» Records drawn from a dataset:
★ ★ ★ ★
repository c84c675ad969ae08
//! Numerical parameters for a scenario run
//!
//! `Parameters` holds the runtime settings: time step and number of steps.
//! The freestream lives on the field itself.

#[derive(Debug, Clone)]
pub struct Parameters {
    pub dt: f64, // step size
    pub nsteps: usize, // steps to run
}
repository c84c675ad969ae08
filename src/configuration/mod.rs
pub mod config;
★ ★ ★ ★
» Prompt: Reproduce the data above in full. Leave nothing out.

» Your solution:
repository c84c675ad969ae08
//! Numerical parameters for a scenario run
//!
//! `Parameters` holds the runtime settings: time step and number of steps.
//! The freestream lives on the field itself.

#[derive(Debug, Clone)]
pub struct Parameters {
    pub dt: f64, // step size
    pub nsteps: usize, // steps to run
}
repository c84c675ad969ae08
filename src/configuration/mod.rs
pub mod config;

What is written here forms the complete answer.